Since 7 is the number of completion, I consider listing 7 touch points to make up your UX case study. Here you go as following:

  1. Problem statement. You are a problem solver, therefore there is a problem, hence you need to define it. Sometimes the problem is clear enough for you, and other times it is not. As a UX designer you have to figure it out and write it down. Simple questions that you should answers are like; why we are doing this, what will happen if we didn’t do this, why is this a problem at the first place, etc.

  2. Your target audience. You definitely need to tell us for whom you are designing the solution, because a problem for someone might not be actually a problem for someone else. Impact: Defining a persona and user behaviour of the target audience makes your case study solid and very specific.

  3. Tell us more about your findings and insights. Show what are the trigers of the problem, what did people say about the this problem, what numbers that you saw that indicates that this is a problem, what market research did you do to reach that problem. Impact: This will make the case study more solid and you are not doing a random checks.

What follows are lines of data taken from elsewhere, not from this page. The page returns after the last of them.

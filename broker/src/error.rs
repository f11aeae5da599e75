//! Broker error types.

/// Errors that can occur during broker operations.
#[derive(Debug, thiserror::Error)]
pub enum BrokerError {
    #[error("connection error: {0}")]
    Connection(String),

    #[error("authentication error: {0}")]
    Auth(String),

    #[error("order error: {0}")]
    Order(String),

    #[error("not found: {0}")]
    NotFound(String),

    #[error("unexpected response: {0}")]
    Parse(String),

    #[error("not connected")]
    NotConnected,

    #[error("{0}")]
    Other(String),
}
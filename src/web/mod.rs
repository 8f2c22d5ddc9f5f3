pub mod routes;

use axum::{
    response::Redirect,
    routing::{get, get_service, post},
    Router,
};
use http::header::{HeaderValue, CACHE_CONTROL};
use tower_http::catch_panic::CatchPanicLayer;
use tower_http::services::ServeDir;
use tower_http::set_header::SetResponseHeaderLayer;

use crate::registry::ActivityRegistry;

/// Builds the full application router over an injected registry, so the
/// binary and the integration tests serve the same app.
pub fn router(registry: ActivityRegistry) -> Router {
    Router::new()
        // Root is just an alias for the frontend index
        .route(
            "/",
            get(|| async { Redirect::temporary("/static/index.html") }),
        )
        .route("/activities", get(routes::activities::activities_handler))
        .route(
            "/activities/:activity_name/signup",
            post(routes::activity::activity_signup_handler),
        )
        // Static files
        .nest_service(
            "/static",
            get_service(ServeDir::new("static")).layer(SetResponseHeaderLayer::if_not_present(
                CACHE_CONTROL,
                HeaderValue::from_static("no-store"),
            )),
        )
        // Layers
        .layer(CatchPanicLayer::new())
        // State
        .with_state(registry)
}
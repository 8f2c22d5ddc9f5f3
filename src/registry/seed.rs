use std::collections::BTreeMap;

use crate::models::{Activity, ActivityName};

/// The fixed startup roster. The registry is rebuilt from this on every
/// process start.
pub fn seed_activities() -> BTreeMap<ActivityName, Activity> {
    let mut activities = BTreeMap::new();

    activities.insert(
        ActivityName::from("Chess Club"),
        Activity {
            description: "Learn strategies and compete in chess tournaments".to_string(),
            schedule: "Fridays, 3:30 PM - 5:00 PM".to_string(),
            max_participants: 12,
            participants: vec![
                "michael@mergington.edu".to_string(),
                "daniel@mergington.edu".to_string(),
            ],
        },
    );

    activities.insert(
        ActivityName::from("Programming Class"),
        Activity {
            description: "Learn programming fundamentals and build software projects"
                .to_string(),
            schedule: "Tuesdays and Thursdays, 3:30 PM - 4:30 PM".to_string(),
            max_participants: 20,
            participants: vec![
                "emma@mergington.edu".to_string(),
                "sophia@mergington.edu".to_string(),
            ],
        },
    );

    activities.insert(
        ActivityName::from("Gym Class"),
        Activity {
            description: "Physical education and sports activities".to_string(),
            schedule: "Mondays, Wednesdays, Fridays, 2:00 PM - 3:00 PM".to_string(),
            max_participants: 30,
            participants: vec![
                "john@mergington.edu".to_string(),
                "olivia@mergington.edu".to_string(),
            ],
        },
    );

    activities
}
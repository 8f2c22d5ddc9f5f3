use serde::Serialize;
use tracing::info;

use crate::models::ActivityName;
use crate::registry::{ActivityRegistry, SignupError};

/// Payload returned to the client after a successful signup.
#[derive(Debug, Serialize)]
pub struct SignupConfirmation {
    pub message: String,
}

pub async fn signup_student(
    registry: &ActivityRegistry,
    name: &ActivityName,
    email: &str,
) -> Result<SignupConfirmation, SignupError> {
    registry.signup(name, email).await?;
    info!(activity = %name, email = %email, "signup accepted");

    Ok(SignupConfirmation {
        message: format!("Signed up {} for {}", email, name),
    })
}

#[cfg(test)]
mod tests {
    use super::*;

    #[tokio::test]
    async fn confirmation_names_student_and_activity() {
        let registry = ActivityRegistry::seeded();

        let confirmation = signup_student(
            &registry,
            &ActivityName::from("Chess Club"),
            "newstudent@mergington.edu",
        )
        .await
        .unwrap();

        assert!(confirmation.message.contains("newstudent@mergington.edu"));
        assert!(confirmation.message.contains("Chess Club"));
    }

    #[tokio::test]
    async fn registry_errors_pass_through() {
        let registry = ActivityRegistry::seeded();

        let err = signup_student(
            &registry,
            &ActivityName::from("Nonexistent Activity"),
            "x@y.edu",
        )
        .await
        .unwrap_err();

        assert_eq!(err, SignupError::NotFound);
    }
}
use std::collections::BTreeMap;

use axum::{extract::State, Json};

use crate::models::{Activity, ActivityName};
use crate::registry::ActivityRegistry;
use crate::services::activities_service;

pub async fn activities_handler(
    State(registry): State<ActivityRegistry>,
) -> Json<BTreeMap<ActivityName, Activity>> {
    Json(activities_service::list_activities(&registry).await)
}
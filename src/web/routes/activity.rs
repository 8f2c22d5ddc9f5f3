use axum::{
    extract::{Path, Query, State},
    http::StatusCode,
    Json,
};
use serde::Deserialize;
use serde_json::{json, Value};
use tracing::warn;

use crate::models::ActivityName;
use crate::registry::{ActivityRegistry, SignupError};
use crate::services::signup_service::{self, SignupConfirmation};

#[derive(Debug, Deserialize)]
pub struct SignupQuery {
    pub email: String,
}

pub async fn activity_signup_handler(
    Path(activity_name): Path<String>,
    Query(query): Query<SignupQuery>,
    State(registry): State<ActivityRegistry>,
) -> Result<Json<SignupConfirmation>, (StatusCode, Json<Value>)> {
    let name = ActivityName::from(activity_name);

    match signup_service::signup_student(&registry, &name, &query.email).await {
        Ok(confirmation) => Ok(Json(confirmation)),
        Err(e) => {
            warn!(activity = %name, "signup refused: {}", e);
            let status = match e {
                SignupError::NotFound => StatusCode::NOT_FOUND,
                SignupError::AlreadyRegistered => StatusCode::BAD_REQUEST,
            };
            Err((status, Json(json!({ "detail": e.to_string() }))))
        }
    }
}
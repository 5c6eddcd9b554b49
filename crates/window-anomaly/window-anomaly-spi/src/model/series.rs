//! Series and normalization types.

use serde::{Deserialize, Serialize};

use crate::error::{AnomalyError, Result};

/// A single observation.
#[derive(Debug, Clone, Copy, PartialEq, Serialize, Deserialize)]
pub struct TimePoint {
    pub timestamp: i64,
    pub value: f64,
}

impl TimePoint {
    pub fn new(timestamp: i64, value: f64) -> Self {
        Self { timestamp, value }
    }
}

/// An ordered, single-channel time series.
///
/// Timestamps are strictly increasing; this is checked on construction.
/// Serialized as a list of [`TimePoint`]s.
#[derive(Debug, Clone, PartialEq)]
pub struct Series {
    timestamps: Vec<i64>,
    values: Vec<f64>,
}

impl Series {
    /// Build a series from points, rejecting duplicate or out-of-order timestamps.
    pub fn new(points: Vec<TimePoint>) -> Result<Self> {
        if let Some(index) = points
            .windows(2)
            .position(|pair| pair[1].timestamp <= pair[0].timestamp)
        {
            return Err(AnomalyError::UnorderedSeries { index: index + 1 });
        }

        let (timestamps, values) = points.into_iter().map(|p| (p.timestamp, p.value)).unzip();
        Ok(Self { timestamps, values })
    }

    /// Build a series with implicit timestamps `0..N`.
    pub fn from_values(values: Vec<f64>) -> Self {
        let timestamps = (0..values.len() as i64).collect();
        Self { timestamps, values }
    }

    /// Build a regularly-sampled series starting at `start`, spaced by `step`.
    pub fn from_regular(start: i64, step: i64, values: Vec<f64>) -> Result<Self> {
        if step <= 0 {
            return Err(AnomalyError::InvalidParameter {
                name: "step".to_string(),
                reason: "must be positive".to_string(),
            });
        }
        let timestamps = (0..values.len() as i64)
            .map(|i| start + i * step)
            .collect();
        Ok(Self { timestamps, values })
    }

    pub fn len(&self) -> usize {
        self.values.len()
    }

    pub fn is_empty(&self) -> bool {
        self.values.is_empty()
    }

    pub fn values(&self) -> &[f64] {
        &self.values
    }

    pub fn timestamps(&self) -> &[i64] {
        &self.timestamps
    }

    /// Point at `index`, if any.
    pub fn get(&self, index: usize) -> Option<TimePoint> {
        Some(TimePoint::new(
            *self.timestamps.get(index)?,
            *self.values.get(index)?,
        ))
    }

    /// Iterate over the points in timestamp order.
    pub fn points(&self) -> impl Iterator<Item = TimePoint> + '_ {
        self.timestamps
            .iter()
            .zip(&self.values)
            .map(|(&timestamp, &value)| TimePoint { timestamp, value })
    }
}

impl Serialize for Series {
    fn serialize<S>(&self, serializer: S) -> std::result::Result<S::Ok, S::Error>
    where
        S: serde::Serializer,
    {
        serializer.collect_seq(self.points())
    }
}

impl<'de> Deserialize<'de> for Series {
    fn deserialize<D>(deserializer: D) -> std::result::Result<Self, D::Error>
    where
        D: serde::Deserializer<'de>,
    {
        let points = Vec::<TimePoint>::deserialize(deserializer)?;
        Series::new(points).map_err(serde::de::Error::custom)
    }
}

/// Reference statistics used for z-normalization.
///
/// Fitted once from a reference series and passed by reference to every
/// normalization call afterwards. `std` is finite and strictly positive.
#[derive(Debug, Clone, Copy, PartialEq, Serialize, Deserialize)]
#[serde(try_from = "RawParams")]
pub struct NormalizationParams {
    mean: f64,
    std: f64,
}

#[derive(Deserialize)]
struct RawParams {
    mean: f64,
    std: f64,
}

impl TryFrom<RawParams> for NormalizationParams {
    type Error = AnomalyError;

    fn try_from(raw: RawParams) -> Result<Self> {
        Self::new(raw.mean, raw.std)
    }
}

impl NormalizationParams {
    pub fn new(mean: f64, std: f64) -> Result<Self> {
        if !mean.is_finite() {
            return Err(AnomalyError::DegenerateInput(format!(
                "mean must be finite, got {}",
                mean
            )));
        }
        if !std.is_finite() || std <= 0.0 {
            return Err(AnomalyError::DegenerateInput(format!(
                "standard deviation must be finite and positive, got {}",
                std
            )));
        }
        Ok(Self { mean, std })
    }

    pub fn mean(&self) -> f64 {
        self.mean
    }

    pub fn std(&self) -> f64 {
        self.std
    }

    /// `(value - mean) / std`
    pub fn apply(&self, value: f64) -> f64 {
        (value - self.mean) / self.std
    }

    /// Inverse of [`apply`](Self::apply).
    pub fn denormalize(&self, value: f64) -> f64 {
        value * self.std + self.mean
    }

    /// Apply to every value of `series`, keeping its timestamps.
    pub fn normalize(&self, series: &Series) -> NormalizedSeries {
        NormalizedSeries {
            timestamps: series.timestamps.clone(),
            values: series.values.iter().map(|&v| self.apply(v)).collect(),
            params: *self,
        }
    }
}

/// A series z-normalized under fixed [`NormalizationParams`].
#[derive(Debug, Clone, PartialEq, Serialize)]
pub struct NormalizedSeries {
    timestamps: Vec<i64>,
    values: Vec<f64>,
    params: NormalizationParams,
}

impl NormalizedSeries {
    pub fn len(&self) -> usize {
        self.values.len()
    }

    pub fn is_empty(&self) -> bool {
        self.values.is_empty()
    }

    pub fn values(&self) -> &[f64] {
        &self.values
    }

    pub fn timestamps(&self) -> &[i64] {
        &self.timestamps
    }

    pub fn params(&self) -> &NormalizationParams {
        &self.params
    }

    /// Values mapped back to the original scale.
    pub fn denormalized(&self) -> Vec<f64> {
        self.values
            .iter()
            .map(|&z| self.params.denormalize(z))
            .collect()
    }
}
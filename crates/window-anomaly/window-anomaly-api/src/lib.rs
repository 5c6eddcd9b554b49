//! Window Anomaly Detection API
//!
//! Configuration types for window anomaly detection.

use std::time::Duration;

use serde::{Deserialize, Serialize};

// Re-export SPI types
pub use window_anomaly_spi::{AnomalyError, DetectionReport, PointLabel, Result, Threshold};

// ============================================================================
// Normalization Configuration
// ============================================================================

/// Standard deviation estimator used when fitting normalization statistics.
#[derive(Debug, Clone, Copy, PartialEq, Eq, Default, Serialize, Deserialize)]
#[serde(rename_all = "snake_case")]
pub enum StdEstimator {
    /// Divide by `N`.
    #[default]
    Population,
    /// Divide by `N - 1`.
    Sample,
}

/// Normalization configuration.
#[derive(Debug, Clone, Serialize, Deserialize)]
#[serde(default)]
pub struct NormalizationConfig {
    /// Estimator for the reference standard deviation (default: population).
    pub estimator: StdEstimator,
    /// A fitted std at or below `tolerance * max(|mean|, 1)` is treated as
    /// zero (default: 1e-10).
    pub degenerate_tolerance: f64,
}

impl Default for NormalizationConfig {
    fn default() -> Self {
        Self {
            estimator: StdEstimator::Population,
            degenerate_tolerance: 1e-10,
        }
    }
}

impl NormalizationConfig {
    pub fn new(estimator: StdEstimator, degenerate_tolerance: f64) -> Self {
        Self {
            estimator,
            degenerate_tolerance,
        }
    }
}

// ============================================================================
// Scoring Configuration
// ============================================================================

/// Scoring configuration.
#[derive(Debug, Clone, Serialize, Deserialize)]
#[serde(default)]
pub struct ScoringConfig {
    /// Compute window errors on the rayon pool (default: false).
    pub parallel: bool,
    /// Upper bound on a single reconstructor call, in milliseconds (default: none).
    ///
    /// The call runs on a worker thread. On expiry only the call's own token is
    /// cancelled and the worker is detached: a reconstructor that never polls
    /// its token keeps running to completion in the background, and its result
    /// is dropped.
    pub timeout_ms: Option<u64>,
}

impl Default for ScoringConfig {
    fn default() -> Self {
        Self {
            parallel: false,
            timeout_ms: None,
        }
    }
}

impl ScoringConfig {
    pub fn new(parallel: bool, timeout: Option<Duration>) -> Self {
        Self {
            parallel,
            timeout_ms: timeout.map(timeout_to_millis),
        }
    }

    pub fn timeout(&self) -> Option<Duration> {
        self.timeout_ms.map(Duration::from_millis)
    }

    /// Reject a zero timeout.
    pub fn validate(&self) -> Result<()> {
        if self.timeout_ms == Some(0) {
            return Err(AnomalyError::InvalidParameter {
                name: "timeout_ms".to_string(),
                reason: "must be positive when set".to_string(),
            });
        }
        Ok(())
    }
}

/// Whole milliseconds, rounded up so a sub-millisecond timeout stays positive.
fn timeout_to_millis(timeout: Duration) -> u64 {
    u64::try_from(timeout.as_nanos().div_ceil(1_000_000)).unwrap_or(u64::MAX)
}

// ============================================================================
// Aggregation Configuration
// ============================================================================

/// Which points near the series edges are labelled.
#[derive(Debug, Clone, Copy, PartialEq, Eq, Default, Serialize, Deserialize)]
#[serde(rename_all = "snake_case")]
pub enum BoundaryPolicy {
    /// Label every point, using whichever covering windows exist.
    #[default]
    Clamped,
    /// Leave the first and last `W - 1` points unevaluated.
    InteriorOnly,
}

// ============================================================================
// Detector Configuration
// ============================================================================

/// Window anomaly detector configuration.
#[derive(Debug, Clone, Serialize, Deserialize)]
pub struct DetectorConfig {
    /// Window length `W` (default: 288, one day of five-minute samples).
    pub window_length: usize,
    #[serde(default)]
    pub normalization: NormalizationConfig,
    #[serde(default)]
    pub scoring: ScoringConfig,
    #[serde(default)]
    pub boundary: BoundaryPolicy,
}

impl Default for DetectorConfig {
    fn default() -> Self {
        Self {
            window_length: 288,
            normalization: NormalizationConfig::default(),
            scoring: ScoringConfig::default(),
            boundary: BoundaryPolicy::default(),
        }
    }
}

impl DetectorConfig {
    pub fn new(window_length: usize) -> Self {
        Self {
            window_length,
            ..Default::default()
        }
    }

    pub fn with_boundary(mut self, boundary: BoundaryPolicy) -> Self {
        self.boundary = boundary;
        self
    }

    pub fn with_estimator(mut self, estimator: StdEstimator) -> Self {
        self.normalization.estimator = estimator;
        self
    }

    pub fn with_parallel(mut self, parallel: bool) -> Self {
        self.scoring.parallel = parallel;
        self
    }

    pub fn with_timeout(mut self, timeout: Duration) -> Self {
        self.scoring.timeout_ms = Some(timeout_to_millis(timeout));
        self
    }

    /// Parse a configuration from JSON and validate it.
    pub fn from_json(json: &str) -> Result<Self> {
        let config: Self = serde_json::from_str(json).map_err(|e| AnomalyError::InvalidParameter {
            name: "config".to_string(),
            reason: e.to_string(),
        })?;
        config.validate()?;
        Ok(config)
    }

    /// Check parameter ranges.
    pub fn validate(&self) -> Result<()> {
        if self.window_length == 0 {
            return Err(AnomalyError::InvalidParameter {
                name: "window_length".to_string(),
                reason: "must be at least 1".to_string(),
            });
        }
        let tolerance = self.normalization.degenerate_tolerance;
        if !tolerance.is_finite() || tolerance < 0.0 {
            return Err(AnomalyError::InvalidParameter {
                name: "degenerate_tolerance".to_string(),
                reason: "must be finite and non-negative".to_string(),
            });
        }
        self.scoring.validate()
    }
}
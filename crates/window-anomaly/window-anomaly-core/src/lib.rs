//! Window Anomaly Detection Core
//!
//! Normalization, windowing, reconstruction scoring, threshold estimation,
//! point labelling, and the detector that runs them in order.

mod aggregator;
mod detector;
mod normalizer;
mod reconstructors;
mod scorer;
mod threshold;
mod windower;

pub use aggregator::*;
pub use detector::*;
pub use normalizer::*;
pub use reconstructors::*;
pub use scorer::*;
pub use threshold::*;
pub use windower::{make_windows, Windows};
//! Data models for window anomaly detection.
//!
//! This module contains the values that flow between pipeline stages. All of
//! them are immutable once produced.

mod label;
mod report;
mod series;
mod window;

pub use label::PointLabel;
pub use report::DetectionReport;
pub use series::{NormalizationParams, NormalizedSeries, Series, TimePoint};
pub use window::{Threshold, Window, WindowScore};
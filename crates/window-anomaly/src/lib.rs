//! # window-anomaly
//!
//! Flags anomalous points in a time series by how badly a sequence
//! reconstructor reproduces sliding windows of it.
//!
//! ```rust,ignore
//! use window_anomaly::{DetectorConfig, IdentityReconstructor, Series, WindowAnomalyDetector};
//!
//! let detector = WindowAnomalyDetector::new(DetectorConfig::new(288), my_model)?;
//! let fitted = detector.fit(&training)?;
//! let report = fitted.detect(&evaluation)?;
//! println!("anomalies at {:?}", report.anomalous_timestamps());
//! ```

pub use window_anomaly_facade::*;
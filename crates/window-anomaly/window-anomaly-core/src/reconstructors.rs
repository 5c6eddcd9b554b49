//! Deterministic stand-in reconstructors.
//!
//! Useful for exercising the pipeline without a trained model: an exact
//! reconstructor, a biased one, a noisy one, and an adapter for closures.

use rand::rngs::StdRng;
use rand::{Rng, SeedableRng};
use window_anomaly_spi::{Batch, Reconstructor, Result};

// ============================================================================
// Identity
// ============================================================================

/// Returns every window unchanged, so every score is zero.
#[derive(Debug, Clone, Copy, Default)]
pub struct IdentityReconstructor;

impl Reconstructor for IdentityReconstructor {
    fn reconstruct(&self, batch: &Batch) -> Result<Vec<Vec<f64>>> {
        Ok(batch.to_vec())
    }

    fn name(&self) -> &str {
        "identity"
    }
}

// ============================================================================
// Constant offset
// ============================================================================

/// Adds a constant to every value; every score equals `|offset|`.
#[derive(Debug, Clone, Copy)]
pub struct OffsetReconstructor {
    offset: f64,
}

impl OffsetReconstructor {
    pub fn new(offset: f64) -> Self {
        Self { offset }
    }

    pub fn offset(&self) -> f64 {
        self.offset
    }
}

impl Reconstructor for OffsetReconstructor {
    fn reconstruct(&self, batch: &Batch) -> Result<Vec<Vec<f64>>> {
        Ok(batch
            .iter()
            .map(|row| row.iter().map(|v| v + self.offset).collect())
            .collect())
    }

    fn name(&self) -> &str {
        "offset"
    }
}

// ============================================================================
// Seeded noise
// ============================================================================

/// Adds uniform noise in `[-amplitude, amplitude]`.
///
/// The generator is reseeded on every call, so identical batches always get
/// identical reconstructions. A non-finite amplitude is treated as zero.
#[derive(Debug, Clone, Copy)]
pub struct NoisyReconstructor {
    amplitude: f64,
    seed: u64,
}

impl NoisyReconstructor {
    pub fn new(amplitude: f64, seed: u64) -> Self {
        Self {
            amplitude: if amplitude.is_finite() {
                amplitude.abs()
            } else {
                0.0
            },
            seed,
        }
    }

    pub fn amplitude(&self) -> f64 {
        self.amplitude
    }
}

impl Reconstructor for NoisyReconstructor {
    fn reconstruct(&self, batch: &Batch) -> Result<Vec<Vec<f64>>> {
        let mut rng = StdRng::seed_from_u64(self.seed);
        Ok(batch
            .iter()
            .map(|row| {
                row.iter()
                    .map(|v| {
                        if self.amplitude == 0.0 {
                            *v
                        } else {
                            v + rng.gen_range(-self.amplitude..=self.amplitude)
                        }
                    })
                    .collect()
            })
            .collect())
    }

    fn name(&self) -> &str {
        "noisy"
    }
}

// ============================================================================
// Closure adapter
// ============================================================================

/// Wraps a per-window function as a [`Reconstructor`].
pub struct FnReconstructor<F> {
    f: F,
}

impl<F> FnReconstructor<F>
where
    F: Fn(&[f64]) -> Vec<f64> + Send + Sync,
{
    pub fn new(f: F) -> Self {
        Self { f }
    }
}

impl<F> std::fmt::Debug for FnReconstructor<F> {
    fn fmt(&self, f: &mut std::fmt::Formatter<'_>) -> std::fmt::Result {
        f.debug_struct("FnReconstructor").finish_non_exhaustive()
    }
}

impl<F> Reconstructor for FnReconstructor<F>
where
    F: Fn(&[f64]) -> Vec<f64> + Send + Sync,
{
    fn reconstruct(&self, batch: &Batch) -> Result<Vec<Vec<f64>>> {
        Ok(batch.iter().map(|row| (self.f)(row)).collect())
    }

    fn name(&self) -> &str {
        "fn"
    }
}
//! Reference statistics and z-normalization.

use tracing::debug;
use window_anomaly_api::{NormalizationConfig, StdEstimator};
use window_anomaly_spi::{AnomalyError, NormalizationParams, NormalizedSeries, Result, Series};

/// Fits [`NormalizationParams`] from a reference series.
#[derive(Debug, Clone, Default)]
pub struct Normalizer {
    config: NormalizationConfig,
}

impl Normalizer {
    pub fn new(estimator: StdEstimator, degenerate_tolerance: f64) -> Self {
        Self {
            config: NormalizationConfig::new(estimator, degenerate_tolerance),
        }
    }

    /// Create from configuration.
    pub fn from_config(config: NormalizationConfig) -> Self {
        Self { config }
    }

    /// Compute mean and standard deviation over every value of `reference`.
    pub fn fit(&self, reference: &Series) -> Result<NormalizationParams> {
        let data = reference.values();
        if data.is_empty() {
            return Err(AnomalyError::DegenerateInput(
                "reference series is empty".to_string(),
            ));
        }

        let divisor = match self.config.estimator {
            StdEstimator::Population => data.len(),
            StdEstimator::Sample => data.len() - 1,
        };
        if divisor == 0 {
            return Err(AnomalyError::DegenerateInput(
                "sample standard deviation needs at least 2 points".to_string(),
            ));
        }

        if data.iter().any(|x| !x.is_finite()) {
            return Err(AnomalyError::DegenerateInput(
                "reference series contains non-finite values".to_string(),
            ));
        }
        if data.iter().all(|&x| x == data[0]) {
            return Err(AnomalyError::DegenerateInput(format!(
                "reference series is constant at {}",
                data[0]
            )));
        }

        let n = data.len() as f64;
        let naive = data.iter().sum::<f64>() / n;
        // Second pass removes the rounding drift of the plain sum.
        let mean = naive + data.iter().map(|x| x - naive).sum::<f64>() / n;
        let variance = data.iter().map(|x| (x - mean).powi(2)).sum::<f64>() / divisor as f64;
        let std = variance.sqrt();

        if !mean.is_finite() || !std.is_finite() {
            return Err(AnomalyError::DegenerateInput(
                "reference statistics overflowed".to_string(),
            ));
        }
        // Relative to the magnitude of the data, so large constant-ish levels
        // cannot slip past on rounding noise.
        let floor = self.config.degenerate_tolerance * mean.abs().max(1.0);
        if std <= floor {
            return Err(AnomalyError::DegenerateInput(format!(
                "reference standard deviation {:e} is not above tolerance {:e}",
                std, floor
            )));
        }

        debug!(points = data.len(), mean, std, "fitted normalization parameters");
        NormalizationParams::new(mean, std)
    }
}

/// Z-normalize `series` under fixed `params`.
pub fn normalize(series: &Series, params: &NormalizationParams) -> NormalizedSeries {
    debug!(points = series.len(), "normalizing series");
    params.normalize(series)
}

  4. References. Any problem or any solution idea, most probably someone out there have thought about it and made it happen, so go and search for those references and how did they solve this problem, and most important ask yourself why they do have that problem at the first place. You can literally include their case studies in yours and give credits to them. Who ever is reading your case study will mostly trust your output because it is based on facts and lots of hard work research. Impact: Adding other designers solutions as a reference is actually strengthen yours not weaken them, a lot of designers are mistaken about that and feel egoistic about it, however it is the total opposite.

  5. Possible solutions. You read it right, “possible” solution, not the only one solutions. So in this part you list down all your solution sketches and possible screens or flows for that problem. You can simple do some iterations with the “Crazy 8s sketches” technique by Google. It is super useful and to the point. Impact: By this way you are telling the reader that you have brainstormed and searched a lot to get the best solution for your users.

  6. Prototyping. At this stage you will nominate one solution screen or flow and present its high fidelity version. The prototype can be static screenshots, interactive prototype or a quality video. Depending on your level of excitement do the effort. I believe you can do anything as a designer, the only challenge is the time, I can export a screenshot in a minute or I can learn simple After Effects to animate a prototype in couple of hours or I can spend a day writing interactive frontend code for it. Just go with your creative flow. Impact: Definitely this is the result that I would like to see after the efforts you did.

  7. Impact of this solution. So here comes the final part of the case study, what is the impact of your solution on the product’s problem. At this stage you need to show the new feedback on your solution, the new numbers and the new turn over. You need to consider that it should not be huge, but a slight step of an impact towards a better product is enough. Run a survey after for your new prototype, ask product managers for the new numbers or even go to any of your friends and ask them, of course they should fall in the persona criteria, no negotiations in that. Show me your results your own way, the more impact you do the solid your solution is.


Conclusion. Your case study is a story that you are telling, it is the logic behind why we are doing what we are doing, it is the logic of why we build products at the first place. If you didn’t show this, I will probably consider you doing a UI revamp only, and believe me, most of the Dribbble shot that I usually see are not usable at all and don’t solve a problem, it is like bragging of skills of an empty mind.

Wish you all best of luck and feel free to leave your thoughts in the comments.